On Apple Silicon (M-series), a native **MLX** path runs inference directly on the
Apple GPU (Metal, unified memory) — typically faster than PyTorch's MPS backend.
It is an optional extra; the core package stays torch-only:

```bash
pip install -e .[mlx]
```

```python
import soundfile as sf
from bluemagpie import BlueMagpieModel
from bluemagpie.mlx import BlueMagpieMLX, mlx_generate

model = BlueMagpieModel.from_local(model_dir, tokenizer=tokenizer, device="cpu")
mlx_model = BlueMagpieMLX(model)          # converts the weights once

audio = mlx_generate(model, mlx_model, "今天天氣真好。", seed=0)   # 48 kHz waveform
sf.write("output.wav", audio.numpy(), model.sample_rate)
```

- The whole inference path (Barbet, RALM, LocEnc, LocDiT/CFM, the **AudioVAE
  decoder**, the AR loop) is re-implemented in MLX and numerically parity-checked,
  module by module — generation can run torch-free (only tokenization and
  reference-wav encoding stay in torch).
- Decode uses cached single-step kernels (it advances one position per step, not a
  full re-run).
- `mlx_generate` supports the same four input modes as `generate`.
- On the real 7.75 GB model: end-to-end **RTF 0.77** (faster than real time) —
  ~**1.45×** over torch-MPS and ~**3.27×** over torch-CPU (fp32,
  `scripts/bench_rtf.py`). See [`src/bluemagpie/mlx/DESIGN.md`](src/bluemagpie/mlx/DESIGN.md).

## Notes

- The examples load the tokenizer from `tokenizer.json` and pass it to
  `from_local`, which is stable on transformers 5.x. (`from_local`'s automatic
  tokenizer loading can fail on 5.x — see Troubleshooting.)
- A GPU is optional: set `device="cpu"` (slower, but short utterances take only
  tens of seconds). Output is 48 kHz mono.
- The bundled `hung_yi_lee` speaker vector is authorized for example use. For any
  other speaker or voice cloning, use only reference audio or speaker vectors you
  are authorized to use.
- Keep speaker-vector tables and synthesized audio private; do not distribute
  them without authorization.

## Troubleshooting

**Tokenizer loading on newer transformers (5.x).** The examples load the
tokenizer explicitly from `tokenizer.json`, so they work on transformers 5.x with
no extra steps (the model only uses the tokenizer's `encode`).

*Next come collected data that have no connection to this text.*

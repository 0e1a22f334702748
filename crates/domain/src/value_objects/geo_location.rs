//! Geographic coordinate value object

use std::fmt;

use serde::{Deserialize, Serialize};

use crate::errors::DomainError;

/// A validated latitude/longitude pair
///
/// Serialized as `{"lat": .., "lon": ..}`, the shape both the geocoder and
/// the dashboard use. Deserializing applies the same range checks as
/// [`GeoLocation::new`].
#[derive(Debug, Clone, Copy, PartialEq, Serialize, Deserialize)]
#[serde(try_from = "RawGeoLocation")]
pub struct GeoLocation {
    /// Latitude in degrees (-90 to 90)
    #[serde(rename = "lat")]
    latitude: f64,
    /// Longitude in degrees (-180 to 180)
    #[serde(rename = "lon")]
    longitude: f64,
}

#[derive(Deserialize)]
struct RawGeoLocation {
    #[serde(rename = "lat", alias = "latitude")]
    latitude: f64,
    #[serde(rename = "lon", alias = "longitude")]
    longitude: f64,
}

impl TryFrom<RawGeoLocation> for GeoLocation {
    type Error = DomainError;

    fn try_from(raw: RawGeoLocation) -> Result<Self, Self::Error> {
        Self::new(raw.latitude, raw.longitude)
    }
}

impl GeoLocation {
    /// Create a new coordinate pair with validation
    ///
    /// # Errors
    ///
    /// Returns `DomainError::InvalidCoordinates` if latitude is not in
    /// [-90, 90] or longitude is not in [-180, 180]. NaN is rejected too.
    pub fn new(latitude: f64, longitude: f64) -> Result<Self, DomainError> {
        if !(-90.0..=90.0).contains(&latitude) || !(-180.0..=180.0).contains(&longitude) {
            return Err(DomainError::InvalidCoordinates {
                latitude,
                longitude,
            });
        }
        Ok(Self {
            latitude,
            longitude,
        })
    }

    /// Get the latitude
    #[must_use]
    pub const fn latitude(&self) -> f64 {
        self.latitude
    }

    /// Get the longitude
    #[must_use]
    pub const fn longitude(&self) -> f64 {
        self.longitude
    }

    /// Format as `lon,lat`, the coordinate order used in OSRM paths
    #[must_use]
    pub fn to_lon_lat(&self) -> String {
        format!("{},{}", self.longitude, self.latitude)
    }
}

impl fmt::Display for GeoLocation {
    fn fmt(&self, f: &mut fmt::Formatter<'_>) -> fmt::Result {
        write!(f, "{:.6}, {:.6}", self.latitude, self.longitude)
    }
}

#[cfg(test)]
mod tests {
    use super::*;

    #[test]
    fn valid_coordinates() {
        let loc = GeoLocation::new(52.52, 13.405).expect("valid coordinates");
        assert!((loc.latitude() - 52.52).abs() < f64::EPSILON);
        assert!((loc.longitude() - 13.405).abs() < f64::EPSILON);
    }

    #[test]
    fn boundary_coordinates() {
        assert!(GeoLocation::new(90.0, 180.0).is_ok());
        assert!(GeoLocation::new(-90.0, -180.0).is_ok());
    }

    #[test]
    fn out_of_range_is_rejected() {
        assert!(GeoLocation::new(91.0, 0.0).is_err());
        assert!(GeoLocation::new(0.0, -181.0).is_err());
        assert!(GeoLocation::new(f64::NAN, 0.0).is_err());
    }

    #[test]
    fn lon_lat_order() {
        let loc = GeoLocation::new(1.0, 2.0).expect("valid");
        assert_eq!(loc.to_lon_lat(), "2,1");
    }

    #[test]
    fn serializes_as_lat_lon() {
        let loc = GeoLocation::new(-1.2921, 36.8219).expect("valid");
        let json = serde_json::to_value(loc).expect("serialize");
        assert_eq!(json["lat"], -1.2921);
        assert_eq!(json["lon"], 36.8219);
    }

    #[test]
    fn deserializes_long_field_names() {
        let loc: GeoLocation =
            serde_json::from_str(r#"{"latitude": 3.0, "longitude": 4.0}"#).expect("deserialize");
        assert!((loc.latitude() - 3.0).abs() < f64::EPSILON);
    }

    #[test]
    fn deserialization_validates_range() {
        let err = serde_json::from_str::<GeoLocation>(r#"{"lat": 500, "lon": -999}"#).unwrap_err();
        assert!(err.to_string().contains("Invalid coordinates"));
        assert!(serde_json::from_str::<GeoLocation>(r#"{"lat": 10, "lon": 181}"#).is_err());
    }
}
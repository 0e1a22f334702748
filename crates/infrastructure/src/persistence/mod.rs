//! Persistence module
//!
//! SQLite-backed account storage behind an r2d2 pool.

pub mod account_store;
pub mod connection;
pub mod database_health;
pub mod migrations;

pub use account_store::SqliteAccountStore;
pub use connection::{ConnectionPool, DatabaseError, create_pool};
pub use database_health::SqliteDatabaseHealth;
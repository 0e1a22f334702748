//! Routing adapter - Implements RoutingPort using integration_routing

use application::{
    error::ApplicationError,
    ports::{RouterResponse, RoutingPort},
};
use async_trait::async_trait;
use domain::{GeoLocation, RouteCandidate};
use integration_routing::{
    OsrmResponse, OsrmRoutingClient, RoutingClient, RoutingConfig,
};
use tracing::{instrument, warn};

/// Adapter exposing the OSRM client as a [`RoutingPort`]
#[derive(Debug)]
pub struct OsrmRoutingAdapter {
    client: OsrmRoutingClient,
}

impl OsrmRoutingAdapter {
    pub const fn new(client: OsrmRoutingClient) -> Self {
        Self { client }
    }

    /// Build the adapter and its HTTP client from configuration
    ///
    /// # Errors
    ///
    /// Returns `ApplicationError::Configuration` if the client cannot be built.
    pub fn from_config(config: &RoutingConfig) -> Result<Self, ApplicationError> {
        OsrmRoutingClient::new(config)
            .map(Self::new)
            .map_err(|e| ApplicationError::Configuration(e.to_string()))
    }

    /// Map the OSRM body to the port's response
    ///
    /// A failed response without a message reports the OSRM code instead.
    fn convert_response(response: OsrmResponse) -> RouterResponse {
        let ok = response.is_ok();
        let message = if ok {
            response.message
        } else {
            response.message.or(Some(response.code))
        };
        let routes = response.routes.map(|routes| {
            routes
                .into_iter()
                .map(|r| RouteCandidate::new(r.duration, r.distance, r.geometry))
                .collect()
        });
        RouterResponse {
            ok,
            message,
            routes,
        }
    }
}

#[async_trait]
impl RoutingPort for OsrmRoutingAdapter {
    #[instrument(skip(self))]
    async fn route(
        &self,
        origin: &GeoLocation,
        destination: &GeoLocation,
    ) -> Result<RouterResponse, ApplicationError> {
        self.client
            .route(origin, destination)
            .await
            .map(Self::convert_response)
            .map_err(|e| {
                warn!(error = %e, "Routing request failed");
                ApplicationError::RoutingFailure(Some(e.to_string()))
            })
    }
}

If you instead rely on `from_local`'s automatic tokenizer loading (passing no
`tokenizer`), transformers 5.x may fail while parsing `tokenizer_config.json`
with `TypeError: ..._patch_mistral_regex() got multiple values for keyword
argument 'fix_mistral_regex'`, or appear to load but raise `ValueError: No
tokenizer attached to BlueMagpieModel` when you call `generate()`. Use the
explicit loading shown above instead.